Eventually, he'll develop a small fan base and I'll publish a book. Neither of us will blow up, but we'll both receive a boost in ego and bank accounts. We'll find ways to make money from our passions. I'll freelance articles from time to time while working on my next book, while he works the random, odd paying gigs. We'll finally have more money, but we'll save it so we can travel or spend it on something fantastic. One day, we might use it to move- maybe to New York or San Francisco or some place more exotic. We'll probably move into something just as cheap and small as our first apartment together, because we're comfortable enough with small spaces.
Eventually, one of us will propose. Whoever does it, and however it's done, it will only be in extremes. Either it will be a huge, lavish, romantic proposal, or it will be a casual, "Hey, wanna get married?" We'll become engaged, but being as tragically flake-y as creative people often are, our actual wedding day will not be for some time, as we'll both procrastinate on planning the wedding as long as possible. I'll want an outdoor wedding, preferably under the stars. He'll want a daytime wedding, or perhaps even a traditional wedding in a church. We'll argue about it for a couple hours until one of us finally gives in and the negotiations begin. Eventually we agree that we can have a traditional wedding in a church, so long as the reception takes place outdoors under the stars, so we can have our first dance under the stars. But we still have our wedding song to argue about. It'll be a long day for both of us.

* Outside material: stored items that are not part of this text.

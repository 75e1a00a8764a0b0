//! Cross-parameter validation and the immutable connection plan.

use tracing::debug;

use crate::error::ValidationError;
use crate::parameter::Parameter;
use crate::target::Target;

pub const DEFAULT_PORT: u16 = 50000;

/// The TLS trust policy resolved from `{tls, cert, certhash}`.
///
/// Precedence: a pinned hash beats a pinned certificate beats the system
/// trust store; with `tls=false` no verification applies at all.
#[derive(Debug, Clone, Copy, PartialEq, Eq)]
pub enum TlsVerifyMode {
    None,
    Cert,
    Hash,
    System,
}

impl std::fmt::Display for TlsVerifyMode {
    fn fmt(&self, f: &mut std::fmt::Formatter<'_>) -> std::fmt::Result {
        let name = match self {
            TlsVerifyMode::None => "",
            TlsVerifyMode::Cert => "cert",
            TlsVerifyMode::Hash => "hash",
            TlsVerifyMode::System => "system",
        };
        f.write_str(name)
    }
}

/// An immutable, fully resolved connection plan derived from a [`Target`].
///
/// Transport selection is a preference order, not a single choice: when
/// `connect_unix` is non-empty the caller tries that socket first, falling
/// back to `connect_tcp` when it is also non-empty. For a local target both
/// are typically set; an explicit `sock=` clears the TCP side and a remote
/// host or TLS clears the unix side. `connect_scan` additionally defers
/// discovery to the socket directory. Opening the socket and performing the
/// TLS handshake are the caller's job; this type only answers *where* to
/// connect and *which* trust policy applies.
#[derive(Debug, Clone)]
pub struct Validated {
    generation: u64,
    scan: bool,
    unix: String,
    tcp: String,
    port: u16,
    tls: bool,
    verify: TlsVerifyMode,
    certhash_digits: String,
    cert: String,
    client_key: String,
    client_cert: String,
    binary: u16,
    user: String,
    password: String,
    database: String,
    language: String,
    autocommit: bool,
    timezone: Option<i32>,
    reply_size: i32,
}

impl Validated {
    /// Generation of the [`Target`] this plan was derived from; stale once
    /// the target mutates again.
    pub fn generation(&self) -> u64 {
        self.generation
    }

    /// Whether the address should be discovered by scanning the socket
    /// directory rather than dialing directly.
    pub fn connect_scan(&self) -> bool {
        self.scan
    }

    /// Unix socket path to dial, empty when TCP (or scanning) applies.
    pub fn connect_unix(&self) -> &str {
        &self.unix
    }

    /// TCP host to dial, empty when a unix socket applies.
    pub fn connect_tcp(&self) -> &str {
        &self.tcp
    }

    pub fn connect_port(&self) -> u16 {
        self.port
    }

    pub fn connect_tls(&self) -> bool {
        self.tls
    }

    pub fn connect_verify(&self) -> TlsVerifyMode {
        self.verify
    }

    /// The pinned digest as lowercase hex digits, colons stripped.
    pub fn connect_certhash_digits(&self) -> &str {
        &self.certhash_digits
    }

    /// Trust anchor file for [`TlsVerifyMode::Cert`].
    pub fn connect_cert(&self) -> &str {
        &self.cert
    }

    pub fn connect_clientkey(&self) -> &str {
        &self.client_key
    }

    pub fn connect_clientcert(&self) -> &str {
        &self.client_cert
    }

    /// Negotiated binary result-set level; 0 disables the binary protocol.
    pub fn connect_binary(&self) -> u16 {
        self.binary
    }

    pub fn use_binary_protocol(&self) -> bool {
        self.binary > 0
    }

    pub fn user(&self) -> &str {
        &self.user
    }

    pub fn password(&self) -> &str {
        &self.password
    }

    pub fn database(&self) -> &str {
        &self.database
    }

    pub fn language(&self) -> &str {
        &self.language
    }

    pub fn autocommit(&self) -> bool {
        self.autocommit
    }

    /// Signed minute offset from UTC, `None` when the caller did not supply
    /// one.
    pub fn timezone(&self) -> Option<i32> {
        self.timezone
    }

    pub fn reply_size(&self) -> i32 {
        self.reply_size
    }
}

impl Target {
    /// Applies the cross-parameter rules and produces an immutable plan.
    ///
    /// Fails fast on the first violated rule.
    pub fn validate(&self) -> Result<Validated, ValidationError> {
        let sock = self.get_str(Parameter::Sock);
        let host = self.get_str(Parameter::Host);
        let raw_port = self.get_int(Parameter::Port).unwrap_or(-1);
        let tls = self.get_bool(Parameter::Tls);

        if raw_port != -1 && !(1..=65535).contains(&raw_port) {
            return Err(ValidationError::PortOutOfRange(raw_port));
        }
        if !sock.is_empty() && !host.is_empty() && host != "localhost" {
            return Err(ValidationError::SockRequiresLocalhost(host));
        }
        if !sock.is_empty() && tls {
            return Err(ValidationError::SockTlsConflict);
        }

        let certhash = self.get_str(Parameter::CertHash);
        let certhash_digits = if certhash.is_empty() {
            String::new()
        } else {
            parse_certhash(&certhash)?
        };

        let client_key = self.get_str(Parameter::ClientKey);
        let client_cert = self.get_str(Parameter::ClientCert);
        let client_pem = self.get_str(Parameter::ClientPem);
        if !client_pem.is_empty() && (!client_key.is_empty() || !client_cert.is_empty()) {
            return Err(ValidationError::ClientPemConflict);
        }
        if !client_cert.is_empty() && client_key.is_empty() {
            return Err(ValidationError::ClientCertWithoutKey);
        }
        let (client_key, client_cert) = if client_pem.is_empty() {
            (client_key, client_cert)
        } else {
            (client_pem.clone(), client_pem)
        };

        let database = self.get_str(Parameter::Database);
        if !database.is_empty() && !valid_name(&database) {
            return Err(ValidationError::InvalidDatabaseName(database));
        }

        let binary = parse_binary_level(&self.get_str(Parameter::Binary))?;

        let cert = self.get_str(Parameter::Cert);
        let verify = if !certhash.is_empty() {
            TlsVerifyMode::Hash
        } else if !cert.is_empty() {
            TlsVerifyMode::Cert
        } else if tls {
            TlsVerifyMode::System
        } else {
            TlsVerifyMode::None
        };

        let scan = !database.is_empty()
            && sock.is_empty()
            && host.is_empty()
            && raw_port == -1
            && !tls;
        let port = if raw_port == -1 {
            DEFAULT_PORT
        } else {
            raw_port as u16
        };
        let unix = if !sock.is_empty() {
            sock
        } else if !tls && (host.is_empty() || host == "localhost") {
            let sockdir = self.get_str(Parameter::SockDir);
            format!("{sockdir}/.s.monetdb.{port}")
        } else {
            String::new()
        };
        let tcp = if !self.get_str(Parameter::Sock).is_empty() {
            String::new()
        } else if host.is_empty() {
            "localhost".to_string()
        } else {
            host
        };

        let plan = Validated {
            generation: self.generation(),
            scan,
            unix,
            tcp,
            port,
            tls,
            verify,
            certhash_digits,
            cert,
            client_key,
            client_cert,
            binary,
            user: self.get_str(Parameter::User),
            password: self.get_str(Parameter::Password),
            database,
            language: self.get_str(Parameter::Language),
            autocommit: self.get_bool(Parameter::Autocommit),
            timezone: self.get_int(Parameter::Timezone),
            reply_size: self.get_int(Parameter::ReplySize).unwrap_or(250),
        };
        debug!(
            scan = plan.scan,
            tcp = %plan.tcp,
            unix = %plan.unix,
            port = plan.port,
            verify = %plan.verify,
            "validated connection target"
        );
        Ok(plan)
    }
}

/// `sha256:` followed by hex digits; colons are permitted as grouping and
/// stripped from the result.
fn parse_certhash(certhash: &str) -> Result<String, ValidationError> {
    let invalid = || ValidationError::InvalidCertHash(certhash.to_string());
    let digits = certhash.strip_prefix("sha256:").ok_or_else(invalid)?;
    let mut normalized = String::with_capacity(digits.len());
    for c in digits.chars() {
        match c {
            ':' => continue,
            '0'..='9' | 'a'..='f' => normalized.push(c),
            'A'..='F' => normalized.push(c.to_ascii_lowercase()),
            _ => return Err(invalid()),
        }
    }
    if normalized.is_empty() {
        return Err(invalid());
    }
    Ok(normalized)
}

/// `binary` accepts the boolean words or an explicit level in [0, 65535].
fn parse_binary_level(raw: &str) -> Result<u16, ValidationError> {
    match raw.to_ascii_lowercase().as_str() {
        "true" | "yes" | "on" => return Ok(u16::MAX),
        "false" | "no" | "off" => return Ok(0),
        _ => {}
    }
    raw.parse::<u16>()
        .map_err(|_| ValidationError::InvalidBinaryLevel(raw.to_string()))
}

fn valid_name(name: &str) -> bool {
    name.chars()
        .all(|c| c.is_ascii_alphanumeric() || c == '_' || c == '-')
}

#[cfg(test)]
mod tests {
    use super::*;

    fn target_with(pairs: &[(&str, &str)]) -> Target {
        let mut target = Target::new();
        for (k, v) in pairs {
            target.set_string(k, v).unwrap();
        }
        target
    }

    #[test]
    fn test_default_target_validates() {
        let plan = Target::new().validate().unwrap();
        assert!(!plan.connect_scan());
        assert_eq!("localhost", plan.connect_tcp());
        assert_eq!(DEFAULT_PORT, plan.connect_port());
        assert_eq!("/tmp/.s.monetdb.50000", plan.connect_unix());
        assert_eq!(TlsVerifyMode::None, plan.connect_verify());
    }

    #[test]
    fn test_sock_tls_cannot_be_combined() {
        let target = target_with(&[("sock", "/tmp/db.sock"), ("tls", "true")]);
        let err = target.validate().unwrap_err();
        assert!(err.to_string().contains("cannot be combined"));
    }

    #[test]
    fn test_sock_requires_localhost() {
        let target = target_with(&[("sock", "/tmp/db.sock"), ("host", "db.example.com")]);
        assert!(matches!(
            target.validate().unwrap_err(),
            ValidationError::SockRequiresLocalhost(_)
        ));
        // empty host and literal localhost are both fine
        target_with(&[("sock", "/tmp/db.sock")]).validate().unwrap();
        target_with(&[("sock", "/tmp/db.sock"), ("host", "localhost")])
            .validate()
            .unwrap();
    }

    #[test]
    fn test_port_range() {
        assert!(matches!(
            target_with(&[("port", "0")]).validate().unwrap_err(),
            ValidationError::PortOutOfRange(0)
        ));
        assert!(matches!(
            target_with(&[("port", "65536")]).validate().unwrap_err(),
            ValidationError::PortOutOfRange(65536)
        ));
        let plan = target_with(&[("port", "65535")]).validate().unwrap();
        assert_eq!(65535, plan.connect_port());
    }

    #[test]
    fn test_verify_mode_table() {
        // all combinations of {certhash, cert, tls} consistent with the
        // precedence rules
        let hash = ("certhash", "sha256:abcdef");
        let cert = ("cert", "/etc/ca.pem");
        let cases: &[(&[(&str, &str)], TlsVerifyMode)] = &[
            (&[hash], TlsVerifyMode::Hash),
            (&[hash, ("tls", "true")], TlsVerifyMode::Hash),
            (&[hash, cert], TlsVerifyMode::Hash),
            (&[hash, cert, ("tls", "true")], TlsVerifyMode::Hash),
            (&[cert], TlsVerifyMode::Cert),
            (&[cert, ("tls", "true")], TlsVerifyMode::Cert),
            (&[("tls", "true")], TlsVerifyMode::System),
            (&[("tls", "false")], TlsVerifyMode::None),
            (&[], TlsVerifyMode::None),
        ];
        for (pairs, expected) in cases {
            let plan = target_with(pairs).validate().unwrap();
            assert_eq!(*expected, plan.connect_verify(), "for {pairs:?}");
        }
    }

    #[test]
    fn test_certhash_digits() {
        let plan = target_with(&[("certhash", "sha256:AB:cd:12")]).validate().unwrap();
        assert_eq!("abcd12", plan.connect_certhash_digits());

        for bad in ["abcdef", "sha256:", "sha256:xyz", "sha1:abcdef"] {
            let err = target_with(&[("certhash", bad)]).validate().unwrap_err();
            assert!(matches!(err, ValidationError::InvalidCertHash(_)), "for {bad}");
        }
    }

    #[test]
    fn test_client_identity_rules() {
        let err = target_with(&[("clientcert", "/c.pem")]).validate().unwrap_err();
        assert_eq!(ValidationError::ClientCertWithoutKey, err);

        let err = target_with(&[("clientpem", "/b.pem"), ("clientkey", "/k.pem")])
            .validate()
            .unwrap_err();
        assert_eq!(ValidationError::ClientPemConflict, err);

        let plan = target_with(&[("clientkey", "/k.pem"), ("clientcert", "/c.pem")])
            .validate()
            .unwrap();
        assert_eq!("/k.pem", plan.connect_clientkey());
        assert_eq!("/c.pem", plan.connect_clientcert());

        // the combined file fills both
        let plan = target_with(&[("clientpem", "/b.pem")]).validate().unwrap();
        assert_eq!("/b.pem", plan.connect_clientkey());
        assert_eq!("/b.pem", plan.connect_clientcert());
    }

    #[test]
    fn test_connect_scan() {
        let plan = target_with(&[("database", "demo")]).validate().unwrap();
        assert!(plan.connect_scan());

        // any explicit address information disables scanning
        for pairs in [
            &[("database", "demo"), ("host", "localhost")][..],
            &[("database", "demo"), ("port", "50000")][..],
            &[("database", "demo"), ("sock", "/tmp/db.sock")][..],
            &[("database", "demo"), ("tls", "true")][..],
        ] {
            let plan = target_with(pairs).validate().unwrap();
            assert!(!plan.connect_scan(), "for {pairs:?}");
        }
    }

    #[test]
    fn test_unix_fallback_suppressed_by_tls() {
        let plan = target_with(&[("tls", "true")]).validate().unwrap();
        assert_eq!("", plan.connect_unix());
        assert_eq!("localhost", plan.connect_tcp());
        assert_eq!(TlsVerifyMode::System, plan.connect_verify());
    }

    #[test]
    fn test_binary_levels() {
        assert_eq!(u16::MAX, target_with(&[]).validate().unwrap().connect_binary());
        let plan = target_with(&[("binary", "off")]).validate().unwrap();
        assert_eq!(0, plan.connect_binary());
        assert!(!plan.use_binary_protocol());
        let plan = target_with(&[("binary", "5")]).validate().unwrap();
        assert_eq!(5, plan.connect_binary());
        assert!(target_with(&[("binary", "65536")]).validate().is_err());
    }

    #[test]
    fn test_database_name_charset() {
        target_with(&[("database", "demo_2-b")]).validate().unwrap();
        assert!(matches!(
            target_with(&[("database", "de mo")]).validate().unwrap_err(),
            ValidationError::InvalidDatabaseName(_)
        ));
    }

    #[test]
    fn test_timezone_passthrough() {
        assert_eq!(None, Target::new().validate().unwrap().timezone());
        let plan = target_with(&[("timezone", "-480")]).validate().unwrap();
        assert_eq!(Some(-480), plan.timezone());
    }
}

Next comes the house. We'll both have steady jobs in some sort of capacity, and we'll have found ourselves being practically middle-class. We'll save up some money and take out a loan, and buy a house. Our finances will drive us both crazy and stress us out, and we'll yell and shout at each other in our frustrations, but we'll always apologize when we realize we were wrong to act that way. We'll get a cat, or a dog, if we haven't already and discuss having kids. The discussion will make me realize how old I am, and terrify me, but I'll still be open to the idea. I'll stress my belief in adoption, while he tries to explain to me why it's important for our child to share our genetics. In the end, I won't budge on my point, so we agree on adoption.

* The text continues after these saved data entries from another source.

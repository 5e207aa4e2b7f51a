//! Persistence layer for ordersync

mod connection;
mod gateway;
mod libsql_gateway;
mod memory;
mod migrations;

pub use connection::Database;
pub use gateway::OrderGateway;
pub use libsql_gateway::LibSqlOrderGateway;
pub use memory::InMemoryOrderGateway;
mod config;
mod error;
mod routes;
mod scope;

use std::sync::Arc;

use config::AppConfig;
use routes::{app_router, AppState};

#[tokio::main]
async fn main() -> Result<(), Box<dyn std::error::Error>> {
    // Only load .env in development; production uses platform-native env injection.
    #[cfg(debug_assertions)]
    dotenvy::dotenv().ok();

    tracing_subscriber::fmt()
        .with_env_filter(
            tracing_subscriber::EnvFilter::from_default_env()
                .add_directive("ordersync_api=info".parse()?)
                .add_directive("ordersync_core=info".parse()?),
        )
        .init();

    let config = Arc::new(AppConfig::from_env()?);
    tracing::info!("Starting ordersync-api with config: {:?}", config);

    let state = AppState::open(config).await?;
    let bind_addr = state.config.bind_addr.clone();
    let router = app_router(state);

    let listener = tokio::net::TcpListener::bind(&bind_addr).await?;
    tracing::info!("ordersync-api listening on {}", bind_addr);
    axum::serve(listener, router).await?;
    Ok(())
}
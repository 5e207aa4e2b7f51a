//! ordersync-core - Core library for ordersync
//!
//! This crate contains the order models, the persistence gateway, and the
//! last-write-wins reconciliation pipeline used by the API server and the
//! operator CLI.

pub mod db;
pub mod error;
pub mod models;
pub mod sync;
pub mod util;

pub use error::{Error, Result};
pub use models::{ConflictResolution, Order, OrderId, ResolutionAction};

If our child is a boy, his name will be Bennet "Benny" Robert. If she's a girl her name will be Charlotte "Char" Amelia. These are also things I probably wouldn't budge on, but we'll see how that goes when he presents his baby-name ideas. The adoption will take forever, as most adoptions do, but in the end we will have a child of our own. We will let our child know the truth about his/her adoption, but always let him/her know we love him/her. We'll both be rather lenient as parents, and give our child freedom to make a lot of his/her own choices, but in the end I will be the harder of the two of us- though, not by much. We'll argue very lightly in front of our kid, but mostly in jest; we'll both have agreed that serious arguments are to be had in private, and even then we should make a conscious effort not to raise our voices. Parenthood will have changed us in ways I can't even conceive of right now.

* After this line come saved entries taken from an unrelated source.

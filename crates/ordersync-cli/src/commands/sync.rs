use std::path::Path;
use std::sync::Arc;

use ordersync_core::db::{InMemoryOrderGateway, OrderGateway};
use ordersync_core::models::SyncRequest;
use ordersync_core::sync::{SyncConfig, SyncCoordinator, SyncReport, SyncScope};

use crate::commands::common::{format_report_lines, open_gateway, read_batch_file};
use crate::error::CliError;

pub struct SyncArgs<'a> {
    pub file: &'a Path,
    pub business: &'a str,
    pub actor: &'a str,
    pub dry_run: bool,
    pub json: bool,
}

pub async fn run_sync(args: &SyncArgs<'_>, db_path: &Path) -> Result<(), CliError> {
    let request = read_batch_file(args.file)?;
    let scope = SyncScope::new(args.business, args.actor)?;

    let report = if args.dry_run {
        tracing::info!("Dry run: reconciling against an empty in-memory store");
        sync_with(InMemoryOrderGateway::new(), &scope, request).await?
    } else {
        sync_with(open_gateway(db_path).await?, &scope, request).await?
    };

    if args.json {
        println!("{}", serde_json::to_string_pretty(&report)?);
    } else {
        for line in format_report_lines(&report) {
            println!("{line}");
        }
    }
    Ok(())
}

pub async fn sync_with<G: OrderGateway + 'static>(
    gateway: G,
    scope: &SyncScope,
    request: SyncRequest,
) -> Result<SyncReport, CliError> {
    let coordinator = SyncCoordinator::new(Arc::new(gateway), SyncConfig::default());
    Ok(coordinator.sync_batch(scope, request).await?)
}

Our child will continue to grow up, and will know his/her family exceedingly well- he/she will love his/her aunts and uncles on my side of the family. My husband might be an only child, or have a distant relationship with his relatives. Our child will be a complete hellion in their adolescent. After all, it's only fair after the teenagers we were. Still, we'll be accepting of our child and try to lead him/her down a safe and healthy path. We'll both bawl like babies during our child's graduation, and will try to stress the importance of college. We'll both hope our kid goes into a creative field, preferably our own, but try to be accepting of whatever he/she chooses.
We'll grow old together and watch our kid have kids of his/her own. We'll cry together as we lose loved ones and laugh together as we recall all the good times and the past. I'll be more neurotic as an old person because I think I can get away with it. One day, one of us will pass away. Whomever is surviving will mourn with the rest of the family, and for the first time in decades will live a life without another half. It will be terrifying and lonely, but eventually I/he will find peace, and eventually pass away also. If there's an afterlife, we'll be together again. If not, we'll be buried together, or perhaps cremated with our ashes spread to a place that matters to both of us.
I dream of romance. All of it. Not just the fun, easy parts, but the difficult parts that test how much love really exists in a relationship. I'm a freak, yeah, but someday, somebody is going to love me for that.